Using the hint provided, we have two conditions based on the fact that the magnetic force is always perpendicular to both the velocity and the magnetic field:

1. $\vec{F} \cdot \vec{v} = 0$
2. $\vec{F} \cdot \vec{B} = 0$

Given $\vec{F} = F_1\hat{i} + F_2\hat{j}$ and $\vec{v} = v_1\hat{i} + v_2\hat{j} + v_3\hat{k}$, the first condition gives:

$(F_1\hat{i} + F_2\hat{j}) \cdot (v_1\hat{i} + v_2\hat{j} + v_3\hat{k}) = 0$

$F_1v_1 + F_2v_2 + 0 \cdot v_3 = 0$

$F_1v_1 + F_2v_2 = 0$

If $F_2 \neq 0$ and $v_1 \neq 0$, we can write $\frac{F_1}{F_2} = -\frac{v_2}{v_1}$, which matches the first part of the hint (I).

Now, let $\vec{B} = B_1\hat{i} + B_2\hat{j} + B_3\hat{k}$. The second condition gives:

$\vec{F} \cdot \vec{B} = (F_1\hat{i} + F_2\hat{j}) \cdot (B_1\hat{i} + B_2\hat{j} + B_3\hat{k}) = 0$

$F_1B_1 + F_2B_2 + 0 \cdot B_3 = 0$

$F_1B_1 + F_2B_2 = 0$

If $F_2 \neq 0$ and $B_1 \neq 0$, we can write $\frac{F_1}{F_2} = -\frac{B_2}{B_1}$, which matches the second part of the hint (II).
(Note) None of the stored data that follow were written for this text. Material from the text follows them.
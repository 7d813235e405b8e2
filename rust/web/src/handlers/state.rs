use crate::errors::IntoErrorResponse;
use crate::table::Table;
use std::sync::Arc;
use warp::Reply;

/// `GET /api/state`: the table as an unjoined viewer sees it.
pub async fn table_state(table: Arc<Table>) -> warp::reply::Response {
    match table.overview() {
        Ok(state) => warp::reply::json(&state).into_response(),
        Err(err) => err.into_http_response(),
    }
}
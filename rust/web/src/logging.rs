use std::fmt;
use std::marker::PhantomData;
use std::sync::{Arc, Mutex, MutexGuard, PoisonError};
use tracing::field::{Field, Visit};
use tracing::{Event, Level, Subscriber};
use tracing_subscriber::layer::{Context, SubscriberExt};
use tracing_subscriber::registry::LookupSpan;
use tracing_subscriber::{EnvFilter, Layer, Registry};

/// One captured event: level, target, rendered message and the other fields
/// in emission order.
#[derive(Debug, Clone)]
pub struct LogEntry {
    pub level: Level,
    pub target: String,
    pub message: String,
    pub fields: Vec<(String, String)>,
}

impl LogEntry {
    pub fn field(&self, name: &str) -> Option<&str> {
        self.fields
            .iter()
            .find(|(key, _)| key == name)
            .map(|(_, value)| value.as_str())
    }
}

/// In-memory sink for log assertions in tests.
///
/// Clones share the same buffer, so a clone can be handed to a layer while
/// the original is kept for inspection.
#[derive(Debug, Clone, Default)]
pub struct TestLogSubscriber {
    entries: Arc<Mutex<Vec<LogEntry>>>,
}

impl TestLogSubscriber {
    pub fn new() -> Self {
        Self::default()
    }

    pub fn entries(&self) -> Vec<LogEntry> {
        self.lock().clone()
    }

    pub fn clear(&self) {
        self.lock().clear();
    }

    /// Entries at `level` whose message contains `needle`.
    pub fn find(&self, level: Level, needle: &str) -> Vec<LogEntry> {
        self.lock()
            .iter()
            .filter(|entry| entry.level == level && entry.message.contains(needle))
            .cloned()
            .collect()
    }

    /// Runs `body` with this sink as the thread's default subscriber.
    ///
    /// The subscriber is scoped to the call, so parallel tests never see each
    /// other's events.
    pub fn capture<R>(&self, body: impl FnOnce() -> R) -> R {
        let registry = Registry::default().with(self.clone().into_layer::<Registry>());
        tracing::subscriber::with_default(registry, body)
    }

    pub fn into_layer<S>(self) -> TestLayer<S>
    where
        S: Subscriber + for<'a> LookupSpan<'a>,
    {
        TestLayer {
            sink: self,
            _subscriber: PhantomData,
        }
    }

    fn lock(&self) -> MutexGuard<'_, Vec<LogEntry>> {
        self.entries.lock().unwrap_or_else(PoisonError::into_inner)
    }
}

pub struct TestLayer<S> {
    sink: TestLogSubscriber,
    _subscriber: PhantomData<S>,
}

impl<S> Layer<S> for TestLayer<S>
where
    S: Subscriber + for<'a> LookupSpan<'a>,
{
    fn on_event(&self, event: &Event<'_>, _ctx: Context<'_, S>) {
        let mut recorder = FieldRecorder::default();
        event.record(&mut recorder);

        let metadata = event.metadata();
        self.sink.lock().push(LogEntry {
            level: *metadata.level(),
            target: metadata.target().to_string(),
            message: recorder.message.unwrap_or_default(),
            fields: recorder.fields,
        });
    }
}

#[derive(Default)]
struct FieldRecorder {
    message: Option<String>,
    fields: Vec<(String, String)>,
}

impl FieldRecorder {
    fn push(&mut self, field: &Field, value: String) {
        match field.name() {
            "message" => self.message = Some(value),
            name => self.fields.push((name.to_string(), value)),
        }
    }
}

impl Visit for FieldRecorder {
    // Strings are recorded as-is so assertions don't have to strip quotes.
    fn record_str(&mut self, field: &Field, value: &str) {
        self.push(field, value.to_string());
    }

    fn record_debug(&mut self, field: &Field, value: &dyn fmt::Debug) {
        self.push(field, format!("{value:?}"));
    }
}

/// Installs the process-wide formatter.
///
/// `RUST_LOG` wins when set; otherwise `default_filter` (from settings) is
/// used.
pub fn init_logging(default_filter: &str) {
    let filter =
        EnvFilter::try_from_default_env().unwrap_or_else(|_| EnvFilter::new(default_filter));

    let subscriber = tracing_subscriber::fmt()
        .with_env_filter(filter)
        .with_target(true)
        .with_thread_ids(true)
        .with_file(true)
        .with_line_number(true)
        .finish();

    tracing::subscriber::set_global_default(subscriber)
        .expect("Failed to set global default subscriber");
}

#[cfg(test)]
mod tests {
    use super::*;
    use tracing::{debug, error, info, warn};

    #[test]
    fn capture_records_events_in_order() {
        let logs = TestLogSubscriber::new();
        logs.capture(|| {
            debug!("shuffling");
            info!("game started");
            warn!("action rejected");
            error!("table lock poisoned");
        });

        let levels: Vec<Level> = logs.entries().iter().map(|entry| entry.level).collect();
        assert_eq!(
            levels,
            vec![Level::DEBUG, Level::INFO, Level::WARN, Level::ERROR]
        );
        assert_eq!(logs.entries()[1].message, "game started");
        assert!(logs.entries()[0].target.starts_with("gang_web"));
    }

    #[test]
    fn string_fields_are_unquoted_and_others_use_debug() {
        let logs = TestLogSubscriber::new();
        logs.capture(|| {
            info!(connection_id = "abc123", players = 3, ready = true, "player joined");
        });

        let entry = &logs.find(Level::INFO, "player joined")[0];
        assert_eq!(entry.field("connection_id"), Some("abc123"));
        assert_eq!(entry.field("players"), Some("3"));
        assert_eq!(entry.field("ready"), Some("true"));
        assert_eq!(entry.field("missing"), None);
    }

    #[test]
    fn find_filters_by_level_and_message() {
        let logs = TestLogSubscriber::new();
        logs.capture(|| {
            warn!("dropping message for closed connection");
            debug!("dropping message for unknown connection");
        });

        assert_eq!(logs.find(Level::WARN, "dropping message").len(), 1);
        assert_eq!(logs.find(Level::DEBUG, "unknown").len(), 1);
        assert!(logs.find(Level::ERROR, "dropping").is_empty());
    }

    #[test]
    fn clear_empties_the_shared_buffer() {
        let logs = TestLogSubscriber::new();
        let clone = logs.clone();
        clone.capture(|| info!("first"));
        assert_eq!(logs.entries().len(), 1);

        logs.clear();
        assert!(clone.entries().is_empty());

        logs.capture(|| info!("second"));
        assert_eq!(clone.entries()[0].message, "second");
    }

    #[test]
    fn events_outside_capture_are_not_recorded() {
        let logs = TestLogSubscriber::new();
        info!("before");
        logs.capture(|| info!("inside"));
        info!("after");

        let messages: Vec<String> = logs.entries().into_iter().map(|e| e.message).collect();
        assert_eq!(messages, vec!["inside".to_string()]);
    }
}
From (I) and (II), we have:

$-\frac{v_2}{v_1} = -\frac{B_2}{B_1}$

$\frac{B_1}{B_2} = \frac{v_1}{v_2}$

This means that the components of the magnetic field in the xy-plane must be proportional to the corresponding components of the velocity in the xy-plane. So, $B_1 = k v_1$ and $B_2 = k v_2$ for some constant $k$. The $z$-component of the magnetic field, $B_3$, is not constrained by these two dot product conditions.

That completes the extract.